Rejecting this explanation, the Board said,
"It is pertinent to bear in mind that creeping acquisition and acquisition pursuant to possession of UPSI are diametrically opposite actions. The instant case does not pertain to and is in no manner concerned with the disclosure under the PIT Regulations, 1992 or the Takeover Regulations, 1997, for an incremental acquisition of shares which might have been similar to creeping acquisition. On the contrary, it deals with a grave allegation of dealing in shares by an insider while in possession of UPSI (PSI-6). Any acquisition by an insider on the basis of an UPSI cannot be camouflaged as a creeping acquisition for seeking of immunity from such a serious violation. The fact that the insider was privy to an UPSI in the instant case and has acquired shares while in possession of such UPSI, in my opinion, is more than adequate to negate the claims put forth by the Noticees to justify their acquisition of shares."
It said that the Promoters had contravened Regulation 3(i) and 4 of the Prohibition of Insider Trading (PIT) Regulations, 1992 r/w Regulation 12 of the SEBI (Prohibition of Insider Trading) Regulations, 2015 and Section 12A(d) and (e) of the SEBI Act, 1992.
Further, they are said to be in contravention of NDTV's Code of Conduct and regulation 12(2) read with 12(1) of the PIT Regulations, 1992.
The Board said,
"such conduct on the part of the Noticees is not in compliance with Code of Conduct of NDTV and regulation 12(2) read with 12(1) of the PIT Regulations, 1992, as it was impermissible for them to trade in the shares of the Company within 24 hours of disclosure of the price sensitive information by the Company to the stock exchange. The above conduct of the Noticees reinforces the charge of insider trading given the fact that the Noticees purchased the shares of NDTV during the operation of UPSI in contravention of law and also sold shares of NDTV when the trading window was closed for them. Considering that the Noticees held top management positions in the Company and were being actively assisted by legal advisors/professionals, the explanations offered by them to justify such acts are far from satisfactory."

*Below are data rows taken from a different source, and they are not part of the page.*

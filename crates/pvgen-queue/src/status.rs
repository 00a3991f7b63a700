//! Job status records in the shared store.

use std::sync::Arc;
use std::time::Duration;

use chrono::Utc;
use tracing::{debug, warn};

use pvgen_models::{JobId, JobRecord, StatusUpdate};
use serde_json::Value;

use crate::backend::KeyValueStore;
use crate::error::QueueResult;

/// Retention of a job status record, refreshed on every update.
pub const JOB_STATUS_TTL_SECS: u64 = 3600;

/// Typed client for `job:<id>` records.
///
/// Updates are independent read-merge-write cycles with no atomicity: two
/// concurrent updates to the same job race and the last writer wins. Each job
/// is normally driven by a single worker, so this is accepted.
#[derive(Clone)]
pub struct StatusStore {
    backend: Arc<dyn KeyValueStore>,
    ttl: Duration,
}

impl StatusStore {
    pub fn new(backend: Arc<dyn KeyValueStore>, ttl: Duration) -> Self {
        Self { backend, ttl }
    }

    /// Merge an update into the job's record.
    ///
    /// Status reporting is best-effort: failures are logged and swallowed.
    /// Returns whether the record was written.
    pub async fn update(&self, job_id: &JobId, update: StatusUpdate) -> bool {
        match self.try_update(job_id, &update).await {
            Ok(written) => written,
            Err(e) => {
                warn!(job_id = %job_id, status = %update.status, "Error updating job status: {}", e);
                false
            }
        }
    }

    async fn try_update(&self, job_id: &JobId, update: &StatusUpdate) -> QueueResult<bool> {
        let key = job_id.status_key();
        let mut record = match self.backend.get(&key).await? {
            Some(json) => decode(&json).unwrap_or_else(|e| {
                warn!(job_id = %job_id, "Discarding unreadable status record: {}", e);
                JobRecord::new(job_id.as_str())
            }),
            None => JobRecord::new(job_id.as_str()),
        };
        if record.id.is_empty() {
            record.id = job_id.to_string();
        }

        if let Err(conflict) = record.apply(update, Utc::now()) {
            warn!(job_id = %job_id, "Status update rejected: {}", conflict);
            return Ok(false);
        }

        let json = serde_json::to_string(&record)?;
        self.backend.set_ex(&key, &json, self.ttl).await?;

        debug!(
            job_id = %job_id,
            status = %record.status,
            progress = record.progress,
            "Updated job status"
        );
        Ok(true)
    }

    /// Read the current record, if any.
    pub async fn get(&self, job_id: &JobId) -> QueueResult<Option<JobRecord>> {
        match self.backend.get(&job_id.status_key()).await? {
            Some(json) => Ok(Some(decode(&json)?)),
            None => Ok(None),
        }
    }
}

/// Any JSON object is a record; other JSON is unreadable.
fn decode(json: &str) -> serde_json::Result<JobRecord> {
    match serde_json::from_str(json)? {
        Value::Object(map) => Ok(JobRecord::from_object(map)),
        other => serde_json::from_value(other),
    }
}

#[cfg(test)]
mod tests {
    use super::*;
    use crate::memory::MemoryBackend;
    use pvgen_models::JobStatus;
    use tokio_test::{assert_err, assert_ok};

    fn store() -> (MemoryBackend, StatusStore) {
        let backend = MemoryBackend::new();
        let store = StatusStore::new(
            Arc::new(backend.clone()),
            Duration::from_secs(JOB_STATUS_TTL_SECS),
        );
        (backend, store)
    }

    #[tokio::test]
    async fn test_update_creates_record() {
        let (backend, store) = store();
        let id = JobId::from("job-1");

        assert!(store.update(&id, StatusUpdate::processing(10)).await);

        let record = assert_ok!(store.get(&id).await).expect("record");
        assert_eq!(record.id, "job-1");
        assert_eq!(record.status, JobStatus::Processing);
        assert_eq!(record.progress, 10);
        assert!(record.created_at.is_some());
        assert!(backend.ttl("job:job-1").await.unwrap() > Duration::from_secs(3500));
    }

    #[tokio::test]
    async fn test_update_preserves_foreign_fields() {
        let (backend, store) = store();
        backend
            .set_ex("job:job-2", r#"{"status":"queued","prompt":"draw a circle"}"#, Duration::from_secs(60))
            .await
            .unwrap();

        let id = JobId::from("job-2");
        store.update(&id, StatusUpdate::processing(25)).await;

        let raw = backend.get("job:job-2").await.unwrap().unwrap();
        let value: serde_json::Value = serde_json::from_str(&raw).unwrap();
        assert_eq!(value["prompt"], "draw a circle");
        assert_eq!(value["progress"], 25);
        // Expiry refreshed to the full window
        assert!(backend.ttl("job:job-2").await.unwrap() > Duration::from_secs(60));
    }

    #[tokio::test]
    async fn test_update_keeps_fields_beside_epoch_timestamps() {
        let (backend, store) = store();
        backend
            .set_ex(
                "job:job-6",
                r#"{"status":"queued","prompt":"draw a circle","createdAt":1700000000000,"updatedAt":1700000000.5}"#,
                Duration::from_secs(60),
            )
            .await
            .unwrap();

        let id = JobId::from("job-6");
        assert!(store.update(&id, StatusUpdate::processing(10)).await);

        let record = store.get(&id).await.unwrap().unwrap();
        assert_eq!(record.id, "job-6");
        assert_eq!(record.status, JobStatus::Processing);
        assert_eq!(record.progress, 10);
        assert_eq!(record.extra["prompt"], "draw a circle");
        assert_eq!(
            record.created_at,
            chrono::DateTime::from_timestamp_millis(1_700_000_000_000)
        );
    }

    #[tokio::test]
    async fn test_unreadable_record_is_replaced() {
        let (backend, store) = store();
        backend
            .set_ex("job:job-3", "not json", Duration::from_secs(60))
            .await
            .unwrap();

        let id = JobId::from("job-3");
        assert!(store.update(&id, StatusUpdate::failed("boom")).await);
        let record = store.get(&id).await.unwrap().unwrap();
        assert_eq!(record.status, JobStatus::Failed);
        assert_eq!(record.error.as_deref(), Some("boom"));
    }

    #[tokio::test]
    async fn test_terminal_record_not_overwritten() {
        let (_backend, store) = store();
        let id = JobId::from("job-4");

        assert!(store.update(&id, StatusUpdate::completed("/videos/job-4.mp4")).await);
        assert!(!store.update(&id, StatusUpdate::failed("late failure")).await);

        let record = store.get(&id).await.unwrap().unwrap();
        assert_eq!(record.status, JobStatus::Completed);
        assert!(record.error.is_none());
    }

    #[tokio::test]
    async fn test_write_failure_is_swallowed() {
        let (backend, store) = store();
        backend.set_unavailable(true);

        let id = JobId::from("job-5");
        assert!(!store.update(&id, StatusUpdate::processing(10)).await);
        assert_err!(store.get(&id).await);

        backend.set_unavailable(false);
        assert!(store.get(&id).await.unwrap().is_none());
    }
}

In conclusion, the Board made the following observations with respect to insider trading:
"It is trite law that the corporate insiders stand in a fiduciary relationship with the shareholders of the company concerned. The insiders invariably have access to the unpublished price sensitive information by virtue of their position in the corporate hierarchy or on account of their official duties. This access creates an information asymmetry between those having access to such information and the multitude of shareholders/ investors who have no access to such information. The protection of investors in the securities market requires that there should not be any information asymmetry between these two classes of stakeholders. The PIT Regulations, 1992, are aimed at addressing the information asymmetry. It prohibits trading in the shares of the company by the insiders while in possession of UPSI. It also requires the listed companies to draw up a code of conduct so that any trading by the insiders remains above board. Such regulation of trades of the insider is necessary to protect the interest of investors in the securities market and also for regulation and development of the market. If insider trading is not contained, prohibited and dealt with firmly, it would hamper and jeopardize the interest of a normal shareholder."
Inter alia, SEBI barred seven individuals and entities from accessing the market for a period varying from one to two years, for indulging in insider trading. Some of them have also been asked to disgorge the illegal gains.